### TASK DETAILS
From the entries below, give the number of lines where the word "serde" occurs, and nothing else.

### Records contained in a dataset
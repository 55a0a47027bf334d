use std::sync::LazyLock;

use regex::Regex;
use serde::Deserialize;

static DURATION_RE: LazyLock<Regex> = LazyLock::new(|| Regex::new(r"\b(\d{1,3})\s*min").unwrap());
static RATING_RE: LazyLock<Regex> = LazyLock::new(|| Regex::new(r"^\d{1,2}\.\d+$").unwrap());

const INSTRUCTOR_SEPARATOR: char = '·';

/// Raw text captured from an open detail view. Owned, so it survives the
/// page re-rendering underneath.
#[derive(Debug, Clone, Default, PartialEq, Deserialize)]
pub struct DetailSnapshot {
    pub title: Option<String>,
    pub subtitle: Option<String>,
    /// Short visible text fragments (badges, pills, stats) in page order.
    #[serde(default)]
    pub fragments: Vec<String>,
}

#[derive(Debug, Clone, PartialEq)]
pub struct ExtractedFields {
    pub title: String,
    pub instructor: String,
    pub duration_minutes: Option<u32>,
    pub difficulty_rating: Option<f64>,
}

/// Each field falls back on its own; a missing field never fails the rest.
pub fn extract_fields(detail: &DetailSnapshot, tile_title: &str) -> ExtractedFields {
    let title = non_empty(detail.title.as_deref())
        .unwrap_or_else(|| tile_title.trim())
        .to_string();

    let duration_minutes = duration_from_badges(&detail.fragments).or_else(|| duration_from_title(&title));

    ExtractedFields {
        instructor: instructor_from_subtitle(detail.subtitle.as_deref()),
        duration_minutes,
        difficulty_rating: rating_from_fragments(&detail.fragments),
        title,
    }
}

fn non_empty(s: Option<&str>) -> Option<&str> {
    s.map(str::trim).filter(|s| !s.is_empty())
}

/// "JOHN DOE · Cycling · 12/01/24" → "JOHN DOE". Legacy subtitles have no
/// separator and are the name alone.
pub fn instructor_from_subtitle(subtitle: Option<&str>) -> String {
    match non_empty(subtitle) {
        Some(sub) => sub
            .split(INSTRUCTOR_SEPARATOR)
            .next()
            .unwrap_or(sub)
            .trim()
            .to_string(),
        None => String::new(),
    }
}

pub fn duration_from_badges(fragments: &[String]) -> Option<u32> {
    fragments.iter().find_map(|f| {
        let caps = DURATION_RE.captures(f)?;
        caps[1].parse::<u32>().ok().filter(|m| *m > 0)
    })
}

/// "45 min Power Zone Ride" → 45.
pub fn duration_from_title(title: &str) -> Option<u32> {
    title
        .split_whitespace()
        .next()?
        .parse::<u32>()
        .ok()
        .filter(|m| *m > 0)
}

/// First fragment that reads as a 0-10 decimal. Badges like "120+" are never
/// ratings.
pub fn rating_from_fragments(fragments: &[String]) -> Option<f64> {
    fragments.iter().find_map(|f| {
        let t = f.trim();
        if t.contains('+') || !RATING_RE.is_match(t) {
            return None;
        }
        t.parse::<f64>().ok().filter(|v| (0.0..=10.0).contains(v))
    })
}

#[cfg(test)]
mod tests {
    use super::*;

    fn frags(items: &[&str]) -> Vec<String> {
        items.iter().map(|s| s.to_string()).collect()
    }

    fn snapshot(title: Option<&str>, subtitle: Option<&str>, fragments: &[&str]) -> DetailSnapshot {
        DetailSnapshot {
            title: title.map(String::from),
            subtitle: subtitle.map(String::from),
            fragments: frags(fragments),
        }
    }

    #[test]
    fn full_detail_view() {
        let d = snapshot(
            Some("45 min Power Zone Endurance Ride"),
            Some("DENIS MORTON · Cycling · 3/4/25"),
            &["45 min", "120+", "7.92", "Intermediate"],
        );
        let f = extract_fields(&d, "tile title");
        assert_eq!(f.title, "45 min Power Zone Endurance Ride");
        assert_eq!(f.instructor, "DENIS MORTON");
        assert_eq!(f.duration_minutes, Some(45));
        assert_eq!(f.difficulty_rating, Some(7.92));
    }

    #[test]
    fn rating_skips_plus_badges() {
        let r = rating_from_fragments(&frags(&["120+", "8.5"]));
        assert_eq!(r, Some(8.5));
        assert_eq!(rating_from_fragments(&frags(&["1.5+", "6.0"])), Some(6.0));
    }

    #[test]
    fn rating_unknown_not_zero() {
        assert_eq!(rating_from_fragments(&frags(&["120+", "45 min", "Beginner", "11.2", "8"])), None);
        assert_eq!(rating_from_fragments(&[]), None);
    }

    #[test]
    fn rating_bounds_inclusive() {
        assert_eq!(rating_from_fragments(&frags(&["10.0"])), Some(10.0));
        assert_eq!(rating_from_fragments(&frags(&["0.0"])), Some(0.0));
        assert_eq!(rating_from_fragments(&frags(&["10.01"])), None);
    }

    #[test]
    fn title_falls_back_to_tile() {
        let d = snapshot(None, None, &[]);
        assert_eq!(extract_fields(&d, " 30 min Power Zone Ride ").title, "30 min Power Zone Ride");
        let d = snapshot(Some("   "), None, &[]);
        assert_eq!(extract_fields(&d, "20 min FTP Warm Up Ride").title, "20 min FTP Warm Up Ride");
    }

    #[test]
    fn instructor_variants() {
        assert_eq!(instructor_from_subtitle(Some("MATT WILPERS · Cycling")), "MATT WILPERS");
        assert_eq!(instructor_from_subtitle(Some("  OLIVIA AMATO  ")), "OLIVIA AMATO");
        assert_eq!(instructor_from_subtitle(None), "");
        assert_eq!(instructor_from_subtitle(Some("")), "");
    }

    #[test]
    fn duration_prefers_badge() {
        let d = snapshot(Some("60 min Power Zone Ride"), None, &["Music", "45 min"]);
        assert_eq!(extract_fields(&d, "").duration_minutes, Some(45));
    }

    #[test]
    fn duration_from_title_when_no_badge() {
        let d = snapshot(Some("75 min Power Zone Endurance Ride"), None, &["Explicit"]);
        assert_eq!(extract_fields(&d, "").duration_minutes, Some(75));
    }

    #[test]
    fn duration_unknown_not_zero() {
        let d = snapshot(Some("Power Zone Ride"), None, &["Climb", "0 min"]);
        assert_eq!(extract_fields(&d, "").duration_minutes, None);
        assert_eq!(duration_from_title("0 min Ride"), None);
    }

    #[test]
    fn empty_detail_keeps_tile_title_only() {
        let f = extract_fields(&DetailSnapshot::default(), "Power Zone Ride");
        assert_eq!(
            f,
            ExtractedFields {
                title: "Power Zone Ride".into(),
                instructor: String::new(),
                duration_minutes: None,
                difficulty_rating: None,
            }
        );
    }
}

...

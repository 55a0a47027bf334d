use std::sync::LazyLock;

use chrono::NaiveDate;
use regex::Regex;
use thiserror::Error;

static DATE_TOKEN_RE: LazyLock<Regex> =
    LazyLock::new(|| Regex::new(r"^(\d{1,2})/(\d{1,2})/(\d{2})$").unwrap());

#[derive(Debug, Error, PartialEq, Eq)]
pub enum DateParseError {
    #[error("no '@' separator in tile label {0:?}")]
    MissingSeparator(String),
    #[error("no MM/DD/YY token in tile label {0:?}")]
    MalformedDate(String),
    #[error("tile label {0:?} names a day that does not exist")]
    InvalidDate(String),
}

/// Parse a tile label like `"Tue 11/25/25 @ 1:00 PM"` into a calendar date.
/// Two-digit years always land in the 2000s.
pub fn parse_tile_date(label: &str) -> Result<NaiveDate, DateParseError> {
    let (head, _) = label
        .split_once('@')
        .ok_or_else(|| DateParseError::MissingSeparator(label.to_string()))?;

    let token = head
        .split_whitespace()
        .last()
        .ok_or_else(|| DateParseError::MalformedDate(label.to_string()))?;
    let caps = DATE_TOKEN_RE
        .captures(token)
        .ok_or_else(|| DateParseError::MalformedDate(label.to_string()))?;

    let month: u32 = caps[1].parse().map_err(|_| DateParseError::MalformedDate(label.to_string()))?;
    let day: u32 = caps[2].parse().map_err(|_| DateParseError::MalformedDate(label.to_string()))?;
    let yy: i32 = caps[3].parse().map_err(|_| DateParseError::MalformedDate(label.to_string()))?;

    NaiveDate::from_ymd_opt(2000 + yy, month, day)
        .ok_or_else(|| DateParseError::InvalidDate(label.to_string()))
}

### RESPONSE AREA
2